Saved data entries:

----

use thiserror::Error;

use crate::model::{Task, TaskQueue, TaskStatus};

/// Things that move a task between statuses.
#[derive(Clone, Copy, Debug, PartialEq, Eq)]
pub enum LifecycleEvent {
    /// Operator switches a parked task on.
    Enable,
    /// Picked by a cycle, immediately before execution.
    Select,
    /// Executor reported success.
    Succeed { repeat: bool },
    /// Executor reported failure.
    Fail,
    /// Operator puts a finished, failed or orphaned task back on.
    Reset,
}

#[derive(Debug, Error, PartialEq, Eq)]
#[error("cannot apply {event:?} to a task in status {from}")]
pub struct LifecycleError {
    pub from: TaskStatus,
    pub event: LifecycleEvent,
}

/// Transition table:
///
/// ```text
/// off     --enable-->            on
/// on      --select-->            running
/// running --succeed(repeat)-->   on
/// running --succeed(!repeat)-->  done
/// running --fail-->              failed
/// done | failed | running --reset--> on
/// ```
pub fn next_status(from: TaskStatus, event: LifecycleEvent) -> Result<TaskStatus, LifecycleError> {
    use LifecycleEvent::*;
    use TaskStatus::*;

    let to = match (from, event) {
        (Off, Enable) => On,
        (On, Select) => Running,
        (Running, Succeed { repeat: true }) => On,
        (Running, Succeed { repeat: false }) => Done,
        (Running, Fail) => Failed,
        (Done | Failed | Running, Reset) => On,
        _ => return Err(LifecycleError { from, event }),
    };
    Ok(to)
}

/// Status a task ends in after an execution attempt.
pub fn status_after_run(task: &Task, success: bool) -> TaskStatus {
    let event = if success {
        LifecycleEvent::Succeed { repeat: task.repeat }
    } else {
        LifecycleEvent::Fail
    };
    next_status(TaskStatus::Running, event).unwrap_or(TaskStatus::Failed)
}

/// Next task to run: `on` tasks, minus those whose own cap exceeds
/// `budget_ceiling` when one is given, ordered by ascending priority. Ties
/// keep list order.
pub fn select(tasks: &[Task], budget_ceiling: Option<f64>) -> Option<&Task> {
    let mut candidates: Vec<&Task> = tasks
        .iter()
        .filter(|t| t.status == TaskStatus::On)
        .filter(|t| match (budget_ceiling, t.max_budget_usd) {
            (Some(ceiling), Some(cap)) => cap <= ceiling,
            _ => true,
        })
        .collect();
    // stable
    candidates.sort_by_key(|t| t.priority);
    candidates.into_iter().next()
}

/// Overwrites a task's status in place. Returns whether the task was found;
/// an unknown id is not an error.
pub fn transition(queue: &mut TaskQueue, task_id: &str, status: TaskStatus) -> bool {
    match queue.get_mut(task_id) {
        Some(task) => {
            task.status = status;
            true
        }
        None => false,
    }
}

/// Applies a lifecycle event to one task, checking the transition table.
/// `Ok(None)` when the id is not in the queue.
pub fn apply_event(
    queue: &mut TaskQueue,
    task_id: &str,
    event: LifecycleEvent,
) -> Result<Option<TaskStatus>, LifecycleError> {
    let Some(task) = queue.get_mut(task_id) else {
        return Ok(None);
    };
    let to = next_status(task.status, event)?;
    task.status = to;
    Ok(Some(to))
}
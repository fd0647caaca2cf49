/// Minutes in a day.
pub const MINUTES_PER_DAY: u32 = 24 * 60;

/// Parses `"HH:MM"` into minutes since midnight.
pub fn parse_hhmm(s: &str) -> Option<u32> {
    let (h, m) = s.trim().split_once(':')?;
    let h: u32 = h.parse().ok()?;
    let m: u32 = m.parse().ok()?;
    if h > 23 || m > 59 {
        return None;
    }
    Some(h * 60 + m)
}

/// Whether `minute_of_day` (local wall clock) falls inside quiet hours.
///
/// `start <= end` suppresses `[start, end)`; `start > end` wraps midnight and
/// suppresses `[start, 1440) ∪ [0, end)`. Quiet hours need both bounds; a
/// missing or unparseable bound never suppresses.
pub fn is_quiet_hours_at(start: Option<&str>, end: Option<&str>, minute_of_day: u32) -> bool {
    let (Some(start), Some(end)) = (start.and_then(parse_hhmm), end.and_then(parse_hhmm)) else {
        return false;
    };
    let m = minute_of_day % MINUTES_PER_DAY;
    if start <= end {
        m >= start && m < end
    } else {
        m >= start || m < end
    }
}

----

Looking through the data above, copy out each line in which the string "execution" occurs.

[REPLY TO THE TASK]:
    /// Picked by a cycle, immediately before execution.
/// Status a task ends in after an execution attempt.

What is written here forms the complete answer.